2. DataFrame basic Transformation

data/people.json   {"name":"jay","age",39},{"name":"Linsey","age",22}
val df = spark.read.json("data/people.json") //.read.option("header","true").csv("path")

// Filtering 
df.select("name", "age").filter("age > 30").show()  
//filter($"column" =!= ""  ) // AND(&&), OR(||), and NOT(!)    for df(column) syntax use === 

// SQL syntax filtering
filter(" name = 'kay' and id is not null or somecolum like '%str% ")
where (" name = 'kay' and id is not null ")

// Casting Column
import org.apache.spark.sql.types.IntegerType
df.select(df("colA").cast(IntegerType))  //equivalent to df.select(df("colA").cast("int"))

//https://spark.apache.org/docs/1.6.0/api/java/org/apache/spark/sql/ColumnName.html  ie. col.method
//for sql function that can take column name as input org.apache.spark.sql.functions ie. trim(col), initcap(col)

//Concatenate  with literal string
import org.apache.spark.sql.functions.{col,lit,concat}
select( concat( col("frst_nm") , lit(" "), col("lst_nm") ).alias("full_name") ) 
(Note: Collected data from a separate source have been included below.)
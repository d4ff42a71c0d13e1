//! Recurrence rules and their evaluation.
//!
//! A [`RecurrenceRule`] describes "every N days/weeks/months/years", with
//! optional weekday, day-of-month, and month constraints layered on top. The
//! JSON shape is shared between catalog templates and user-authored recurring
//! tasks, so the serde field names are part of the wire contract.
//!
//! All arithmetic operates on [`chrono::NaiveDate`] -- plain calendar dates
//! with no time-of-day or timezone component. The household's timezone only
//! matters at the boundary where a caller decides what "today" is.

mod evaluator;

use std::collections::BTreeSet;
use std::fmt;
use std::str::FromStr;

use chrono::NaiveDate;
use serde::{Deserialize, Serialize};
use thiserror::Error;

pub use evaluator::{next_occurrence, preview};

/// Base frequency of a recurrence rule.
#[derive(Debug, Clone, Copy, PartialEq, Eq, Serialize, Deserialize)]
#[serde(rename_all = "snake_case")]
pub enum Frequency {
    Daily,
    Weekly,
    Monthly,
    Yearly,
}

impl fmt::Display for Frequency {
    fn fmt(&self, f: &mut fmt::Formatter<'_>) -> fmt::Result {
        let s = match self {
            Self::Daily => "daily",
            Self::Weekly => "weekly",
            Self::Monthly => "monthly",
            Self::Yearly => "yearly",
        };
        f.write_str(s)
    }
}

impl FromStr for Frequency {
    type Err = RecurrenceError;

    fn from_str(s: &str) -> Result<Self, Self::Err> {
        match s {
            "daily" => Ok(Self::Daily),
            "weekly" => Ok(Self::Weekly),
            "monthly" => Ok(Self::Monthly),
            "yearly" => Ok(Self::Yearly),
            other => Err(RecurrenceError::UnsupportedFrequency(other.to_owned())),
        }
    }
}

/// Errors from validating or evaluating a recurrence rule.
#[derive(Debug, Error)]
pub enum RecurrenceError {
    /// Malformed rule: non-positive interval, out-of-range set members,
    /// zero count. Rejected before evaluation, never silently coerced.
    #[error("invalid recurrence rule: {0}")]
    Validation(String),

    /// Unrecognized frequency value. Fatal for that single rule.
    #[error("unsupported recurrence frequency: {0:?}")]
    UnsupportedFrequency(String),
}

/// A recurrence rule.
///
/// Constraint sets that do not apply to the base frequency (e.g.
/// `byDayOfMonth` with `frequency = weekly`) are ignored during evaluation,
/// not rejected: the rule is well-formed, the constraint is just meaningless
/// there.
///
/// Weekdays use the 0..=6 convention with 0 = Sunday, matching the source
/// format of user-authored rules.
#[derive(Debug, Clone, PartialEq, Eq, Serialize, Deserialize)]
#[serde(rename_all = "camelCase")]
pub struct RecurrenceRule {
    /// Required on the wire; a rule without a frequency is malformed.
    pub frequency: Frequency,
    #[serde(default = "default_interval")]
    pub interval: u32,
    #[serde(default)]
    pub by_day_of_week: Option<BTreeSet<u8>>,
    #[serde(default)]
    pub by_day_of_month: Option<BTreeSet<u32>>,
    #[serde(default)]
    pub by_month: Option<BTreeSet<u32>>,
    #[serde(default)]
    pub end_date: Option<NaiveDate>,
    #[serde(default)]
    pub count: Option<u32>,
}

fn default_interval() -> u32 {
    1
}

impl Default for RecurrenceRule {
    fn default() -> Self {
        Self {
            frequency: Frequency::Daily,
            interval: 1,
            by_day_of_week: None,
            by_day_of_month: None,
            by_month: None,
            end_date: None,
            count: None,
        }
    }
}

impl RecurrenceRule {
    /// A plain "every N <frequency>" rule with no extra constraints.
    pub fn simple(frequency: Frequency, interval: u32) -> Self {
        Self {
            frequency,
            interval,
            ..Self::default()
        }
    }

    /// Check structural validity. Evaluation calls this first, so malformed
    /// rules fail before any date arithmetic runs.
    pub fn validate(&self) -> Result<(), RecurrenceError> {
        if self.interval == 0 {
            return Err(RecurrenceError::Validation(
                "interval must be >= 1".to_owned(),
            ));
        }
        if let Some(count) = self.count {
            if count == 0 {
                return Err(RecurrenceError::Validation("count must be >= 1".to_owned()));
            }
        }
        if let Some(days) = &self.by_day_of_week {
            if days.is_empty() {
                return Err(RecurrenceError::Validation(
                    "byDayOfWeek must not be empty".to_owned(),
                ));
            }
            if let Some(bad) = days.iter().find(|d| **d > 6) {
                return Err(RecurrenceError::Validation(format!(
                    "byDayOfWeek value {bad} out of range 0..=6"
                )));
            }
        }
        if let Some(days) = &self.by_day_of_month {
            if days.is_empty() {
                return Err(RecurrenceError::Validation(
                    "byDayOfMonth must not be empty".to_owned(),
                ));
            }
            if let Some(bad) = days.iter().find(|d| **d == 0 || **d > 31) {
                return Err(RecurrenceError::Validation(format!(
                    "byDayOfMonth value {bad} out of range 1..=31"
                )));
            }
        }
        if let Some(months) = &self.by_month {
            if months.is_empty() {
                return Err(RecurrenceError::Validation(
                    "byMonth must not be empty".to_owned(),
                ));
            }
            if let Some(bad) = months.iter().find(|m| **m == 0 || **m > 12) {
                return Err(RecurrenceError::Validation(format!(
                    "byMonth value {bad} out of range 1..=12"
                )));
            }
        }
        Ok(())
    }
}

/// Sentinel label for the absence of a rule.
pub const NO_RECURRENCE_LABEL: &str = "no recurrence";

const WEEKDAY_NAMES: [&str; 7] = ["Sun", "Mon", "Tue", "Wed", "Thu", "Fri", "Sat"];
const MONTH_NAMES: [&str; 12] = [
    "Jan", "Feb", "Mar", "Apr", "May", "Jun", "Jul", "Aug", "Sep", "Oct", "Nov", "Dec",
];

/// Human-readable summary of a rule, e.g. "every 2 weeks on Mon, Wed".
///
/// `None` yields the [`NO_RECURRENCE_LABEL`] sentinel.
pub fn label(rule: Option<&RecurrenceRule>) -> String {
    let Some(rule) = rule else {
        return NO_RECURRENCE_LABEL.to_owned();
    };

    let unit = match rule.frequency {
        Frequency::Daily => "day",
        Frequency::Weekly => "week",
        Frequency::Monthly => "month",
        Frequency::Yearly => "year",
    };
    let mut out = if rule.interval == 1 {
        format!("every {unit}")
    } else {
        format!("every {} {unit}s", rule.interval)
    };

    if rule.frequency == Frequency::Weekly {
        if let Some(days) = &rule.by_day_of_week {
            let names: Vec<&str> = days
                .iter()
                .filter(|d| **d < 7)
                .map(|d| WEEKDAY_NAMES[*d as usize])
                .collect();
            out.push_str(&format!(" on {}", names.join(", ")));
        }
    }
    if rule.frequency == Frequency::Monthly {
        if let Some(days) = &rule.by_day_of_month {
            let nums: Vec<String> = days.iter().map(|d| d.to_string()).collect();
            out.push_str(&format!(" on day {}", nums.join(", ")));
        }
    }
    if let Some(months) = &rule.by_month {
        let names: Vec<&str> = months
            .iter()
            .filter(|m| (1..=12).contains(*m))
            .map(|m| MONTH_NAMES[(*m - 1) as usize])
            .collect();
        out.push_str(&format!(" in {}", names.join(", ")));
    }
    if let Some(end) = rule.end_date {
        out.push_str(&format!(" until {end}"));
    }

    out
}

#[cfg(test)]
mod tests {
    use super::*;

    fn d(y: i32, m: u32, day: u32) -> NaiveDate {
        NaiveDate::from_ymd_opt(y, m, day).unwrap()
    }

    #[test]
    fn frequency_display_roundtrip() {
        let variants = [
            Frequency::Daily,
            Frequency::Weekly,
            Frequency::Monthly,
            Frequency::Yearly,
        ];
        for v in &variants {
            let s = v.to_string();
            let parsed: Frequency = s.parse().expect("should parse");
            assert_eq!(*v, parsed);
        }
    }

    #[test]
    fn frequency_unknown_is_unsupported() {
        let result = "fortnightly".parse::<Frequency>();
        assert!(matches!(
            result,
            Err(RecurrenceError::UnsupportedFrequency(_))
        ));
    }

    #[test]
    fn serde_wire_shape_is_camel_case() {
        let json = r#"{
            "frequency": "weekly",
            "interval": 2,
            "byDayOfWeek": [1, 3],
            "endDate": "2026-12-31"
        }"#;
        let rule: RecurrenceRule = serde_json::from_str(json).expect("should deserialize");
        assert_eq!(rule.frequency, Frequency::Weekly);
        assert_eq!(rule.interval, 2);
        assert_eq!(
            rule.by_day_of_week,
            Some([1u8, 3].into_iter().collect())
        );
        assert_eq!(rule.end_date, Some(d(2026, 12, 31)));
        assert!(rule.by_day_of_month.is_none());
        assert!(rule.count.is_none());
    }

    #[test]
    fn serde_requires_frequency() {
        let result = serde_json::from_str::<RecurrenceRule>("{}");
        assert!(result.is_err());
    }

    #[test]
    fn serde_defaults_everything_but_frequency() {
        let rule: RecurrenceRule =
            serde_json::from_str(r#"{"frequency": "monthly"}"#).expect("should deserialize");
        assert_eq!(rule.frequency, Frequency::Monthly);
        assert_eq!(rule.interval, 1);
        assert!(rule.by_day_of_week.is_none());
        assert!(rule.by_day_of_month.is_none());
        assert!(rule.by_month.is_none());
        assert!(rule.end_date.is_none());
        assert!(rule.count.is_none());
    }

    #[test]
    fn validate_rejects_zero_interval() {
        let rule = RecurrenceRule::simple(Frequency::Daily, 0);
        assert!(matches!(
            rule.validate(),
            Err(RecurrenceError::Validation(_))
        ));
    }

    #[test]
    fn validate_rejects_out_of_range_weekday() {
        let rule = RecurrenceRule {
            by_day_of_week: Some([7u8].into_iter().collect()),
            ..RecurrenceRule::simple(Frequency::Weekly, 1)
        };
        assert!(matches!(
            rule.validate(),
            Err(RecurrenceError::Validation(_))
        ));
    }

    #[test]
    fn validate_rejects_out_of_range_month_day() {
        let rule = RecurrenceRule {
            by_day_of_month: Some([0u32].into_iter().collect()),
            ..RecurrenceRule::simple(Frequency::Monthly, 1)
        };
        assert!(rule.validate().is_err());

        let rule = RecurrenceRule {
            by_day_of_month: Some([32u32].into_iter().collect()),
            ..RecurrenceRule::simple(Frequency::Monthly, 1)
        };
        assert!(rule.validate().is_err());
    }

    #[test]
    fn validate_rejects_zero_count() {
        let rule = RecurrenceRule {
            count: Some(0),
            ..RecurrenceRule::simple(Frequency::Daily, 1)
        };
        assert!(rule.validate().is_err());
    }

    #[test]
    fn validate_accepts_inapplicable_constraints() {
        // byDayOfMonth with weekly is meaningless but well-formed; it is
        // ignored at evaluation time, not rejected.
        let rule = RecurrenceRule {
            by_day_of_month: Some([15u32].into_iter().collect()),
            ..RecurrenceRule::simple(Frequency::Weekly, 1)
        };
        assert!(rule.validate().is_ok());
    }

    #[test]
    fn label_none_is_sentinel() {
        assert_eq!(label(None), "no recurrence");
    }

    #[test]
    fn label_simple_rules() {
        assert_eq!(
            label(Some(&RecurrenceRule::simple(Frequency::Daily, 1))),
            "every day"
        );
        assert_eq!(
            label(Some(&RecurrenceRule::simple(Frequency::Monthly, 3))),
            "every 3 months"
        );
    }

    #[test]
    fn label_weekly_with_days() {
        let rule = RecurrenceRule {
            by_day_of_week: Some([1u8, 3].into_iter().collect()),
            ..RecurrenceRule::simple(Frequency::Weekly, 2)
        };
        assert_eq!(label(Some(&rule)), "every 2 weeks on Mon, Wed");
    }

    #[test]
    fn label_with_months_and_end() {
        let rule = RecurrenceRule {
            by_month: Some([1u32, 6].into_iter().collect()),
            end_date: Some(d(2027, 1, 1)),
            ..RecurrenceRule::simple(Frequency::Monthly, 1)
        };
        assert_eq!(label(Some(&rule)), "every month in Jan, Jun until 2027-01-01");
    }
}
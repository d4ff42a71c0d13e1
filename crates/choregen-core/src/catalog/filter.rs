//! Filter criteria over the template catalog.
//!
//! All criteria are conjunctive: a template must satisfy every populated
//! field to be returned. Pagination runs after filtering.

use std::collections::BTreeMap;
use std::fmt;
use std::str::FromStr;

use serde::{Deserialize, Serialize};

use super::{CatalogError, Period, TaskTemplate, TemplateCategory};

/// Default page size when none is given.
pub const DEFAULT_LIMIT: usize = 20;
/// Hard ceiling on page size.
pub const MAX_LIMIT: usize = 100;

/// A named age band, in years, mapped to an inclusive month range.
#[derive(Debug, Clone, Copy, PartialEq, Eq, Serialize, Deserialize)]
pub struct AgeBand {
    pub min_years: u32,
    pub max_years: u32,
}

impl AgeBand {
    /// Inclusive month range covered by this band.
    pub fn month_range(&self) -> (u32, u32) {
        (self.min_years * 12, self.max_years * 12)
    }

    /// Does this band overlap the template's age range?
    pub fn overlaps(&self, template: &TaskTemplate) -> bool {
        let (band_min, band_max) = self.month_range();
        band_min <= template.age_max_months && template.age_min_months <= band_max
    }
}

impl fmt::Display for AgeBand {
    fn fmt(&self, f: &mut fmt::Formatter<'_>) -> fmt::Result {
        write!(f, "{}-{}", self.min_years, self.max_years)
    }
}

impl FromStr for AgeBand {
    type Err = CatalogError;

    /// Parse bands like "0-3", "3-6", "14-18".
    fn from_str(s: &str) -> Result<Self, Self::Err> {
        let bad = || CatalogError::InvalidAgeBand(s.to_owned());
        let (min, max) = s.split_once('-').ok_or_else(bad)?;
        let min_years: u32 = min.trim().parse().map_err(|_| bad())?;
        let max_years: u32 = max.trim().parse().map_err(|_| bad())?;
        if min_years > max_years {
            return Err(bad());
        }
        Ok(Self {
            min_years,
            max_years,
        })
    }
}

/// Filter criteria. Empty/None fields impose no restriction.
#[derive(Debug, Clone, Default)]
pub struct TemplateFilter {
    pub age_bands: Vec<AgeBand>,
    pub periods: Vec<Period>,
    pub categories: Vec<TemplateCategory>,
    /// `Some(true)` = only recurring templates, `Some(false)` = only one-shot.
    pub recurring: Option<bool>,
    /// Case-insensitive substring over title and description.
    pub search: Option<String>,
    pub min_weight: Option<u8>,
    pub max_weight: Option<u8>,
    /// Only templates with weight >= [`super::CRITICAL_WEIGHT`].
    pub critical: bool,
    /// 1-based page number.
    pub page: usize,
    pub limit: usize,
}

impl TemplateFilter {
    fn matches(&self, t: &TaskTemplate) -> bool {
        if !self.age_bands.is_empty() && !self.age_bands.iter().any(|b| b.overlaps(t)) {
            return false;
        }
        if !self.periods.is_empty() && !self.periods.contains(&t.period) {
            return false;
        }
        if !self.categories.is_empty() && !self.categories.contains(&t.category) {
            return false;
        }
        if let Some(recurring) = self.recurring {
            if t.recurrence.is_some() != recurring {
                return false;
            }
        }
        if let Some(search) = &self.search {
            let needle = search.to_lowercase();
            let in_title = t.title.to_lowercase().contains(&needle);
            let in_desc = t
                .description
                .as_deref()
                .is_some_and(|d| d.to_lowercase().contains(&needle));
            if !in_title && !in_desc {
                return false;
            }
        }
        if let Some(min) = self.min_weight {
            if t.weight < min {
                return false;
            }
        }
        if let Some(max) = self.max_weight {
            if t.weight > max {
                return false;
            }
        }
        if self.critical && !t.is_critical() {
            return false;
        }
        true
    }

    fn effective_limit(&self) -> usize {
        match self.limit {
            0 => DEFAULT_LIMIT,
            n => n.min(MAX_LIMIT),
        }
    }

    fn effective_page(&self) -> usize {
        self.page.max(1)
    }
}

/// Apply `criteria` to `templates`: filter, order (weight descending, then
/// title), then paginate.
pub fn apply<'a>(templates: &'a [TaskTemplate], criteria: &TemplateFilter) -> Vec<&'a TaskTemplate> {
    let mut matched: Vec<&TaskTemplate> =
        templates.iter().filter(|t| criteria.matches(t)).collect();
    matched.sort_by(|a, b| b.weight.cmp(&a.weight).then_with(|| a.title.cmp(&b.title)));

    let limit = criteria.effective_limit();
    let offset = (criteria.effective_page() - 1) * limit;
    matched.into_iter().skip(offset).take(limit).collect()
}

/// Aggregate catalog counts for display.
#[derive(Debug, Clone)]
pub struct CatalogStats {
    pub total: usize,
    pub active: usize,
    pub per_category: BTreeMap<TemplateCategory, usize>,
    pub per_period: BTreeMap<Period, usize>,
}
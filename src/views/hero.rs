use dioxus::prelude::*;

use crate::components::SocialLinks;
use crate::configs::content::{ section, PROFILE };
use crate::utils::ViewState;

const HERO_CSS: Asset = asset!("/assets/styling/hero.css");

#[component]
pub fn Hero() -> Element {
    let mut view = use_context::<Signal<ViewState>>();

    rsx! {
        document::Link { rel: "stylesheet", href: HERO_CSS }

        section {
            id: section::HOME,
            class: "hero",
            div {
                class: "hero-container",
                div {
                    class: "hero-content",
                    h1 {
                        class: "hero-title",
                        "Hi, I'm "
                        span { class: "highlight", {PROFILE.name} }
                    }
                    h2 { class: "hero-subtitle", {PROFILE.role} }
                    p { class: "hero-description", {PROFILE.tagline} }

                    div {
                        class: "hero-buttons",
                        a {
                            class: "btn-primary",
                            href: "#{section::PROJECTS}",
                            onclick: move |evt| {
                                evt.prevent_default();
                                view.write().navigate_to(section::PROJECTS);
                            },
                            "View Projects"
                        }
                        a {
                            class: "btn-secondary",
                            href: "#{section::CONTACT}",
                            onclick: move |evt| {
                                evt.prevent_default();
                                view.write().navigate_to(section::CONTACT);
                            },
                            "Contact Me"
                        }
                    }

                    SocialLinks {}
                }
            }
        }
    }
}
// using spark.sql selectExpr sql like sytax
df.selectExpr( "concat(frst_nm,' ',lst_nm) as full_name", " '001' as hard_code ").show

// Case when statement 
df.select($"name", $"age" + 1, $"name".isNull, $"name".substr(1,1).alias("Initial"), when($"age">30,"mid age").when($"age"<=30,"younge").otherwise("na").alias("age group")).show()

+------+---------+--------------+-------+---------+
|  name|(age + 1)|(name IS NULL)|Initial|age group|
+------+---------+--------------+-------+---------+
|   jay|       40|         false|      j|  mid age|
|Linsey|       23|         false|      L|   younge|
+------+---------+--------------+-------+---------+

2.1. TempView and hiveCatalog

df.createOrReplaceTempView("people")
spark.catalog.listTables.show
spark.sql("SELECT * FROM people where age > 21").show()

2.2. aggregation

val df_cnt = df.groupby("age").count()

2.2.1 CASE WHEN using expr : SQL syntax

import org.apache.spark.sql.functions.{expr,sum}
df.groupBy(expr("length(word)")).count()
df.agg( sum(expr("CASE WHEN x = 'Yes' THEN 1 ELSE 0 END" )).aliase("yes_cnt"), sum(xxxx)   )

2.3. Window function - find eldest person in a window partition/group

val df2 = df.withColumn("eldest_person_in_a_group", max("age") over Window.partitionBy("some_group")).filter($"age" === $"eldest_person_in_a_group")

// or use rank
val df2 = df.withColumn("eldest_person_in_a_group", rank() over Window.partitionBy("some_group").orderBy("age") as rnk)
    .filter($"rnk"=== 1)

2.4. Window function - find highest 3 salary in each dept

val partitionWindow = Window.partitionBy($"dept").orderBy($"salary".desc)
val rankTest = rank().over(partitionWindow)
employee.select($"*", rankTest as "rank").filter($"rank" < 4)show

//OR
empDF.select($"*", rank().over(Window.partitionBy($"deptno").orderBy($"sal".desc)) as "rank").filter($"rank" < 2)show

//using withColumn
empDF.withColumn("rank", rank() over Window.partitionBy("deptno").orderBy($"sal".desc)).filter($"rank" === 1).show()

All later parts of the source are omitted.